Straight-line tracking
Refers to a vehicle's ability to travel in a straight line when facing crosswinds, road imperfections or other environmental factors that may affect handling.

Tachometer
The gauge that indicates rpm, or engine revolutions per minute.

Torque
A turning or twisting force that produces rotation, expressed in pound-feet. Torque affects the vehicle's performance when accelerating, carrying heavy loads or towing a trailer or car. The measurement of a vehicle's torque determines whether that vehicle accelerates well at low speeds or at high speeds.

Torque converter
The coupling device between the engine and automatic transmission that transfers rotation hydraulically rather than through friction clutches used with manual transmission systems. The torque converter can multiply torque and provide a smooth flow of power with minimal slippage loss.

Torsional strength
The amount of torsional strength, or rigidity, determines a vehicle's ability to respond to uneven road or off-road conditions. Vehicles with high torsional strength reduce road vibrations for a smoother ride and better handling.

Traction control
Traction refers to the vehicle's grip on the road. With the proper traction, tires transfer the vehicle's power to the road, allowing the driver to experience the full benefit of the engine. Traction control:

  • limits wheel slip on slippery or loose driving surfaces
  • controls traction through brake intervention and engine torque modulation
  • monitors front brake application to prevent front brake overheating
  • operates at all driving speeds

    Transaxle
    In front-wheel drive, the transaxle combines the transmission and driving axles in a compact unit, saving weight and space inside the passenger compartment.

    Unsprung weight
    Components such as tires, wheels and brakes are not supported by the suspension and are considered unsprung weight. Reducing unsprung weight improves ride and handling by allowing the tires to respond more rapidly to road irregularities.

    V-8
    Two banks of four cylinders each arranged in a V, creating a more compact engine with less engine vibration. Lincoln V-8 engines have four valves per cylinder. Four-valve cylinder designs remain the leading edge in powertrain engineering, because they use two intake and two exhaust valves per cylinder. This boosts power by improving the flow of air-fuel mixture into the engine and exhaust gas out of the engine. Also, because each valve can be smaller and lighter than the valves in a two-valve design, maximum rpm—thus power—can be greater. The layout of the four-valve combustion chamber additionally places the spark plug in the ideal central position for complete combustion, improving performance and lowering exhaust emissions.

    Valve
    Valves open and close to control the flow of liquid or gas, and the fuel-air mixture in the cylinders. Four valves per cylinder increase flow, efficiency and performance, as well as improving engine ventilation — both intake and exhaust — power at high rpm.

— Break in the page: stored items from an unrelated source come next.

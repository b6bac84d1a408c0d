//! Prompt assembly.
//!
//! Sections, in order: role preamble, verified business data, answering
//! rules, recent conversation, optional reference notes, the question. The
//! output depends only on the inputs; no clock or id is rendered.

use crate::tokens::clip_line;
use tally_core::{AssistantConfig, BusinessContext, ChatExchange};

const RULES: &str = "Rules:
- Use only the figures listed under \"Verified business data\", copied exactly as written.
- Do not calculate, estimate, round, convert or combine figures.
- If the question needs a figure that is not listed, say that you do not have it.
- Keep the answer short and in plain language.";

#[derive(Debug, Clone, PartialEq, Eq)]
pub struct PromptBuilder {
    history_window: usize,
    history_line_budget: usize,
    snippet_budget: usize,
}

impl Default for PromptBuilder {
    fn default() -> Self {
        Self::from_config(&AssistantConfig::default())
    }
}

impl PromptBuilder {
    pub fn new(history_window: usize, history_line_budget: usize, snippet_budget: usize) -> Self {
        Self {
            history_window,
            history_line_budget,
            snippet_budget,
        }
    }

    pub fn from_config(config: &AssistantConfig) -> Self {
        Self::new(
            config.prompt_history_window,
            config.history_line_token_budget,
            config.snippet_token_budget,
        )
    }

    pub fn history_window(&self) -> usize {
        self.history_window
    }

    /// Render the prompt for `query`.
    ///
    /// `history` is expected oldest first; only the most recent
    /// `history_window` exchanges are rendered.
    pub fn build(
        &self,
        query: &str,
        context: &BusinessContext,
        history: &[ChatExchange],
        snippet: Option<&str>,
    ) -> String {
        let mut sections = Vec::with_capacity(6);
        sections.push(self.preamble(context));
        sections.push(self.data_section(context));
        sections.push(RULES.to_string());

        if let Some(history) = self.history_section(history) {
            sections.push(history);
        }

        if let Some(snippet) = snippet.map(str::trim).filter(|s| !s.is_empty()) {
            sections.push(format!(
                "Reference notes:\n{}",
                clip_line(snippet, self.snippet_budget)
            ));
        }

        sections.push(format!("Question: {}", query.trim()));
        sections.join("\n\n")
    }

    fn preamble(&self, context: &BusinessContext) -> String {
        let role = context.role();
        format!(
            "You are Tally, the analytics assistant for {}. You are answering for {} and may only discuss that scope.",
            role.audience(),
            role.scope_label()
        )
    }

    fn data_section(&self, context: &BusinessContext) -> String {
        let mut out = String::from("Verified business data:");
        for entry in context.entries() {
            out.push_str(&format!("\n- {}: {}", entry.label, entry.display));
        }
        if !context.has_metrics() {
            out.push_str("\n(No verified figures are available right now.)");
        }
        out
    }

    fn history_section(&self, history: &[ChatExchange]) -> Option<String> {
        if self.history_window == 0 || history.is_empty() {
            return None;
        }
        let skip = history.len().saturating_sub(self.history_window);
        let lines: Vec<String> = history[skip..]
            .iter()
            .map(|exchange| {
                format!(
                    "{}: {}",
                    exchange.author.as_str(),
                    clip_line(&exchange.text, self.history_line_budget)
                )
            })
            .collect();
        Some(format!("Conversation so far:\n{}", lines.join("\n")))
    }
}
//! Anthropic messages backend.

pub mod client;
pub mod generation;
pub mod types;

pub use client::AnthropicClient;
pub use generation::AnthropicBackend;
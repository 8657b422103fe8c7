use std::borrow::Cow;
use std::collections::BTreeMap;
use std::fmt;

// ---------------------------------------------------------------------------
// CellValue – a single auto-typed CSV cell
// ---------------------------------------------------------------------------

/// A dynamically-typed cell value, guessed from the raw CSV text.
#[derive(Debug, Clone, PartialEq)]
pub enum CellValue {
    String(String),
    Integer(i64),
    Float(f64),
    Bool(bool),
    Null,
}

impl fmt::Display for CellValue {
    fn fmt(&self, f: &mut fmt::Formatter<'_>) -> fmt::Result {
        match self {
            CellValue::String(s) => write!(f, "{s}"),
            CellValue::Integer(i) => write!(f, "{i}"),
            CellValue::Float(v) => write!(f, "{v}"),
            CellValue::Bool(b) => write!(f, "{b}"),
            CellValue::Null => write!(f, "<null>"),
        }
    }
}

impl CellValue {
    /// Guess the type of a raw CSV cell.
    pub fn guess(s: &str) -> Self {
        if s.is_empty() {
            return CellValue::Null;
        }
        if let Ok(i) = s.parse::<i64>() {
            return CellValue::Integer(i);
        }
        if let Ok(f) = s.parse::<f64>() {
            return CellValue::Float(f);
        }
        if s.eq_ignore_ascii_case("true") || s.eq_ignore_ascii_case("false") {
            return CellValue::Bool(s.eq_ignore_ascii_case("true"));
        }
        CellValue::String(s.to_string())
    }

    pub fn is_null(&self) -> bool {
        matches!(self, CellValue::Null)
    }

    /// Numeric view of the cell. Text is trimmed and stripped of `,`
    /// thousands separators. Booleans and nulls are not numeric.
    pub fn as_f64(&self) -> Option<f64> {
        match self {
            CellValue::Float(v) => Some(*v),
            CellValue::Integer(i) => Some(*i as f64),
            CellValue::String(s) => {
                let cleaned = s.replace(',', "");
                cleaned.trim().parse::<f64>().ok()
            }
            CellValue::Bool(_) | CellValue::Null => None,
        }
    }

    /// Textual view of the cell, `None` for nulls.
    pub fn as_text(&self) -> Option<Cow<'_, str>> {
        match self {
            CellValue::String(s) => Some(Cow::Borrowed(s.as_str())),
            CellValue::Null => None,
            other => Some(Cow::Owned(other.to_string())),
        }
    }
}

// ---------------------------------------------------------------------------
// RawRecord – one row of the source table
// ---------------------------------------------------------------------------

/// One CSV row: column name → cell. Absent columns simply have no entry.
#[derive(Debug, Clone, Default, PartialEq)]
pub struct RawRecord {
    pub cells: BTreeMap<String, CellValue>,
}

impl RawRecord {
    pub fn new() -> Self {
        Self::default()
    }

    /// Look up a column, treating `Null` cells as absent.
    pub fn get(&self, column: &str) -> Option<&CellValue> {
        self.cells.get(column).filter(|v| !v.is_null())
    }

    pub fn insert(&mut self, column: impl Into<String>, value: CellValue) {
        self.cells.insert(column.into(), value);
    }

    #[cfg(test)]
    pub fn with(mut self, column: &str, value: CellValue) -> Self {
        self.insert(column, value);
        self
    }
}

// ---------------------------------------------------------------------------
// ParsedFields – the logical fields inferred from a RawRecord
// ---------------------------------------------------------------------------

#[derive(Debug, Clone, Default, PartialEq)]
pub struct ParsedFields {
    pub year: Option<i32>,
    pub category: Option<String>,
    pub value: Option<f64>,
}

// ---------------------------------------------------------------------------
// SelectedCategories / WideRow – the pivot output
// ---------------------------------------------------------------------------

/// Labels used when fewer than two categories were observed.
pub const DEFAULT_CATEGORIES: [&str; 2] = ["power", "transport"];

/// Exactly two category labels, highest total first.
#[derive(Debug, Clone, PartialEq, Eq)]
pub struct SelectedCategories([String; 2]);

impl SelectedCategories {
    pub fn new(first: impl Into<String>, second: impl Into<String>) -> Self {
        Self([first.into(), second.into()])
    }

    pub fn labels(&self) -> &[String; 2] {
        &self.0
    }

    /// Column slot of `label` in a [`WideRow`], if selected.
    pub fn index_of(&self, label: &str) -> Option<usize> {
        self.0.iter().position(|l| l == label)
    }
}

impl Default for SelectedCategories {
    fn default() -> Self {
        Self::new(DEFAULT_CATEGORIES[0], DEFAULT_CATEGORIES[1])
    }
}

/// One year of the pivot. `values[i]` belongs to the i-th selected category.
#[derive(Debug, Clone, Copy, PartialEq)]
pub struct WideRow {
    pub year: i32,
    pub values: [Option<f64>; 2],
}

impl WideRow {
    pub fn empty(year: i32) -> Self {
        Self {
            year,
            values: [None, None],
        }
    }
}

/// Result of aggregating a record set.
#[derive(Debug, Clone, PartialEq)]
pub struct PivotResult {
    pub categories: SelectedCategories,
    /// Running totals per category, in first-encounter order.
    pub totals: Vec<(String, f64)>,
    /// Ascending by year, at most one row per year.
    pub rows: Vec<WideRow>,
}

// ---------------------------------------------------------------------------
// ChartData – what the presentation layer draws
// ---------------------------------------------------------------------------

/// Series labels plus rows, from either real data or the fallback set.
#[derive(Debug, Clone, PartialEq)]
pub struct ChartData {
    pub series: SelectedCategories,
    pub rows: Vec<WideRow>,
}

impl From<&PivotResult> for ChartData {
    fn from(p: &PivotResult) -> Self {
        ChartData {
            series: p.categories.clone(),
            rows: p.rows.clone(),
        }
    }
}

const FALLBACK_ROWS: [(i32, f64, f64); 5] = [
    (2018, 0.96, 1.12),
    (2019, 1.02, 1.15),
    (2020, 0.88, 1.05),
    (2021, 1.10, 1.18),
    (2022, 1.15, 1.21),
];

impl ChartData {
    /// Placeholder shown when real data is unavailable or empty.
    pub fn fallback() -> Self {
        ChartData {
            series: SelectedCategories::new("Transport", "Power"),
            rows: FALLBACK_ROWS
                .iter()
                .map(|&(year, transport, power)| WideRow {
                    year,
                    values: [Some(transport), Some(power)],
                })
                .collect(),
        }
    }

    /// `(year, value)` points of one series with nulls skipped.
    pub fn series_points(&self, index: usize) -> Vec<[f64; 2]> {
        self.rows
            .iter()
            .filter_map(|r| r.values.get(index).copied().flatten().map(|v| [r.year as f64, v]))
            .collect()
    }
}
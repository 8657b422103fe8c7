mod app;
mod color;
mod config;
mod data;
mod state;
mod ui;

use app::GreenPathApp;
use eframe::egui;

fn main() -> eframe::Result {
    env_logger::init();

    let config = config::load_config();
    log::info!("Dataset: {}", config.dataset_path.display());

    let options = eframe::NativeOptions {
        viewport: egui::ViewportBuilder::default()
            .with_inner_size([config.window_width, config.window_height])
            .with_min_inner_size([600.0, 400.0]),
        ..Default::default()
    };

    eframe::run_native(
        "GreenPath",
        options,
        Box::new(move |_cc| Ok(Box::new(GreenPathApp::new(&config)))),
    )
}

    Ventilated disc brakes
    Unlike drum brakes, disc brakes use disc-shaped rotors and brake pads lined with a heat-resistant material. When the brake pedal is depressed, the brake pad presses against the rotor attached to the wheel, slowing the vehicle down. Disc brakes dissipate heat and retain braking power better than drum brakes. Ventilated disc brakes have ventilation holes, additionally improving heat dissipation.

    Wheel slip
    Occurs with a lack of traction, or grip on the road—most common on wet road surfaces. In wheel slip, the wheels spin in place without propelling the vehicle. This wears the tires, in addition to making it difficult for a driver to steer the vehicle in the desired direction. Traction control limits wheel slip under acceleration.

    Wheelbase
    The distance between the front- and rear-wheel center points. Longer wheelbases contribute to improved ride comfort, interior roominess and stable handling.

    Yaw control
    A system that automatically monitors and compares vehicle yaw rates (side-to-side movement) with steering-wheel orientation and other parameters. This helps detect tire slippage while cornering, so that individual brakes may be applied or engine power reduced in order to return the vehicle to the intended path.